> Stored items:
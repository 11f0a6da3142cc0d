//! Store contract implementations.
//!
//! The contracts themselves live next to their entities:
//! [`ClientStore`](crate::client::ClientStore), [`UserStore`](crate::user::UserStore),
//! [`SessionStore`](crate::session::SessionStore) and
//! [`OutboxStore`](crate::outbox::OutboxStore).

pub mod memory;
pub mod postgres;

pub use memory::MemoryStore;
pub use postgres::PgStore;
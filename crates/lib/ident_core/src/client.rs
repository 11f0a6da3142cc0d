//! Client registry: registration, revocation and credential lookup.

use std::fmt;
use std::sync::Arc;

use async_trait::async_trait;
use chrono::{DateTime, Utc};
use serde::{Deserialize, Serialize};
use sha2::{Digest, Sha256};
use subtle::ConstantTimeEq;
use uuid::Uuid;

use crate::context::Ctx;
use crate::error::{Error, ErrorKind, OpContext, Result};
use crate::strategy::StrategyRegistry;
use crate::token::{KeyPair, generate_keypair};

/// Per-client session policy.
#[derive(Debug, Clone, PartialEq, Eq, Serialize, Deserialize)]
pub struct ClientPolicy {
    pub access_token_ttl_minutes: i64,
    pub session_ttl_minutes: i64,
    pub max_active_sessions: i64,
    pub session_strategy: String,
}

impl ClientPolicy {
    /// Check the numeric bounds and that the strategy is allowed.
    pub fn validate(&self, strategies: &StrategyRegistry) -> Result<()> {
        const OP: &str = "validate client policy";

        if self.access_token_ttl_minutes < 1 {
            return Err(Error::validation(OP, "access_token_ttl must be at least 1"));
        }
        if self.session_ttl_minutes < 1 {
            return Err(Error::validation(OP, "session_ttl must be at least 1"));
        }
        if self.max_active_sessions < 1 {
            return Err(Error::validation(OP, "max_active_sessions must be at least 1"));
        }
        if self.session_ttl_minutes < self.access_token_ttl_minutes {
            return Err(Error::validation(
                OP,
                "session_ttl must not be shorter than access_token_ttl",
            ));
        }
        if !strategies.contains(&self.session_strategy) {
            return Err(Error::validation(
                OP,
                format!("unknown session_strategy {}", self.session_strategy),
            ));
        }
        Ok(())
    }
}

#[derive(Clone, PartialEq, Eq)]
pub struct Client {
    pub id: Uuid,
    pub name: String,
    pub secret: Uuid,
    pub public_key: Vec<u8>,
    pub private_key: Vec<u8>,
    pub policy: ClientPolicy,
    pub revoked: bool,
    pub created_at: DateTime<Utc>,
    pub updated_at: DateTime<Utc>,
}

impl fmt::Debug for Client {
    fn fmt(&self, f: &mut fmt::Formatter<'_>) -> fmt::Result {
        f.debug_struct("Client")
            .field("id", &self.id)
            .field("name", &self.name)
            .field("policy", &self.policy)
            .field("revoked", &self.revoked)
            .finish_non_exhaustive()
    }
}

impl Client {
    /// A new unrevoked client with a fresh id and secret.
    pub fn new(name: impl Into<String>, policy: ClientPolicy, keys: KeyPair) -> Self {
        let now = Utc::now();
        Self {
            id: crate::uuid::uuidv7(),
            name: name.into(),
            secret: crate::uuid::uuidv4(),
            public_key: keys.public,
            private_key: keys.private,
            policy,
            revoked: false,
            created_at: now,
            updated_at: now,
        }
    }
}
//! Per-request cancellation and deadline handling.

use std::future::Future;
use std::sync::Arc;
use std::time::Duration;

use tokio::time::Instant;
use tokio_util::sync::CancellationToken;

use crate::client::Client;
use crate::error::{Error, Result};

/// Default deadline for a single operation.
pub const DEFAULT_TIMEOUT: Duration = Duration::from_secs(60);

/// Cancellation handle plus absolute deadline.
#[derive(Debug, Clone)]
pub struct Ctx {
    cancel: CancellationToken,
    deadline: Instant,
}

impl Ctx {
    pub fn new(timeout: Duration) -> Self {
        Self::with_token(CancellationToken::new(), timeout)
    }

    pub fn with_token(cancel: CancellationToken, timeout: Duration) -> Self {
        Self {
            cancel,
            deadline: Instant::now() + timeout,
        }
    }

    /// Context for background work: no caller, default deadline.
    pub fn background() -> Self {
        Self::new(DEFAULT_TIMEOUT)
    }

    /// A child context sharing cancellation, with the earlier of both deadlines.
    pub fn child(&self, timeout: Duration) -> Self {
        Self {
            cancel: self.cancel.child_token(),
            deadline: self.deadline.min(Instant::now() + timeout),
        }
    }

    pub fn deadline(&self) -> Instant {
        self.deadline
    }

    pub fn cancellation(&self) -> &CancellationToken {
        &self.cancel
    }

    pub fn is_cancelled(&self) -> bool {
        self.cancel.is_cancelled()
    }

    /// Race `fut` against cancellation and the deadline.
    ///
    /// Cancellation wins over an elapsed deadline when both are ready.
    pub async fn run<T, F>(&self, op: &'static str, fut: F) -> Result<T>
    where
        F: Future<Output = Result<T>>,
    {
        if self.cancel.is_cancelled() {
            return Err(Error::cancelled(op));
        }
        tokio::select! {
            biased;
            _ = self.cancel.cancelled() => Err(Error::cancelled(op)),
            res = tokio::time::timeout_at(self.deadline, fut) => match res {
                Ok(inner) => inner,
                Err(_) => Err(Error::timeout(op)),
            },
        }
    }
}

impl Default for Ctx {
    fn default() -> Self {
        Self::background()
    }
}

/// Request-scoped carrier for the authenticated client.
#[derive(Debug, Clone)]
pub struct ClientContext {
    pub ctx: Ctx,
    pub client: Arc<Client>,
}

impl ClientContext {
    pub fn new(ctx: Ctx, client: Arc<Client>) -> Self {
        Self { ctx, client }
    }
}

#[cfg(test)]
mod tests {
    use super::*;
    use crate::error::ErrorKind;

    #[tokio::test]
    async fn run_passes_result_through() {
        let ctx = Ctx::new(Duration::from_secs(1));
        let v = ctx.run("op", async { Ok::<_, Error>(7) }).await.unwrap();
        assert_eq!(v, 7);
    }

    #[tokio::test(start_paused = true)]
    async fn run_times_out() {
        let ctx = Ctx::new(Duration::from_millis(10));
        let err = ctx
            .run("slow", async {
                tokio::time::sleep(Duration::from_secs(5)).await;
                Ok::<_, Error>(())
            })
            .await
            .unwrap_err();
        assert_eq!(err.kind(), ErrorKind::Timeout);
    }

    #[tokio::test]
    async fn run_reports_cancellation() {
        let token = CancellationToken::new();
        let ctx = Ctx::with_token(token.clone(), Duration::from_secs(5));
        token.cancel();
        let err = ctx
            .run("query", std::future::pending::<Result<()>>())
            .await
            .unwrap_err();
        assert_eq!(err.kind(), ErrorKind::Cancelled);
    }

    #[tokio::test]
    async fn child_never_extends_deadline() {
        let ctx = Ctx::new(Duration::from_secs(1));
        let child = ctx.child(Duration::from_secs(60));
        assert_eq!(child.deadline(), ctx.deadline());
    }
}
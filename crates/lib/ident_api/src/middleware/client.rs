//! Client authentication middleware: `CLIENT-ID` / `CLIENT-SECRET` headers.

use std::sync::Arc;

use axum::{
    extract::{Request, State},
    http::HeaderMap,
    middleware::Next,
    response::Response,
};
use ident_core::{ClientContext, Ctx, Error};

use crate::AppState;
use crate::error::AppError;

pub const CLIENT_ID_HEADER: &str = "client-id";
pub const CLIENT_SECRET_HEADER: &str = "client-secret";

const OP: &str = "authenticate client";

fn header(headers: &HeaderMap, name: &str) -> Result<String, Error> {
    headers
        .get(name)
        .and_then(|v| v.to_str().ok())
        .map(str::to_owned)
        .ok_or_else(|| Error::authentication(OP, "client credentials are required"))
}

/// Axum middleware: resolves the calling client and injects a
/// [`ClientContext`] carrying the request deadline into request extensions.
pub async fn require_client(
    State(state): State<AppState>,
    mut request: Request,
    next: Next,
) -> Result<Response, AppError> {
    let name = header(request.headers(), CLIENT_ID_HEADER)?;
    let secret = header(request.headers(), CLIENT_SECRET_HEADER)?;

    let ctx = Ctx::new(state.config.request_timeout);
    let client = state.identity.clients.get(&ctx, &name, &secret).await?;
    if client.revoked {
        tracing::debug!(client = %client.name, "rejected revoked client");
        return Err(Error::authentication(OP, "client has been revoked").into());
    }

    request
        .extensions_mut()
        .insert(ClientContext::new(ctx, Arc::new(client)));

    Ok(next.run(request).await)
}
use std::io::BufRead;

use super::{ListxError, ListxStreamer};
use crate::listx::models::Table;

/// Iterator over tables in a -listx document
///
/// Stops after the first error.
pub struct TableIterator<R: BufRead> {
    pub(super) streamer: ListxStreamer<R>,
}

impl<R: BufRead> Iterator for TableIterator<R> {
    type Item = Result<Table, ListxError>;

    fn next(&mut self) -> Option<Self::Item> {
        match self.streamer.next_table() {
            Ok(Some(table)) => Some(Ok(table)),
            Ok(None) => None,
            Err(e) => {
                self.streamer.finished = true;
                Some(Err(e))
            }
        }
    }
}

> EXERCISE DETAILS: Taking the line that contains "let ctx = Ctx::new(state.config.request_timeout);" as the first, reproduce every line through the end of the entries exactly.

> TASK OUTPUT:
    let ctx = Ctx::new(state.config.request_timeout);
    let client = state.identity.clients.get(&ctx, &name, &secret).await?;
    if client.revoked {
        tracing::debug!(client = %client.name, "rejected revoked client");
        return Err(Error::authentication(OP, "client has been revoked").into());
    }

    request
        .extensions_mut()
        .insert(ClientContext::new(ctx, Arc::new(client)));

    Ok(next.run(request).await)
}
use std::io::BufRead;

use super::{ListxError, ListxStreamer};
use crate::listx::models::Table;

/// Iterator over tables in a -listx document
///
/// Stops after the first error.
pub struct TableIterator<R: BufRead> {
    pub(super) streamer: ListxStreamer<R>,
}

impl<R: BufRead> Iterator for TableIterator<R> {
    type Item = Result<Table, ListxError>;

    fn next(&mut self) -> Option<Self::Item> {
        match self.streamer.next_table() {
            Ok(Some(table)) => Some(Ok(table)),
            Ok(None) => None,
            Err(e) => {
                self.streamer.finished = true;
                Some(Err(e))
            }
        }
    }
}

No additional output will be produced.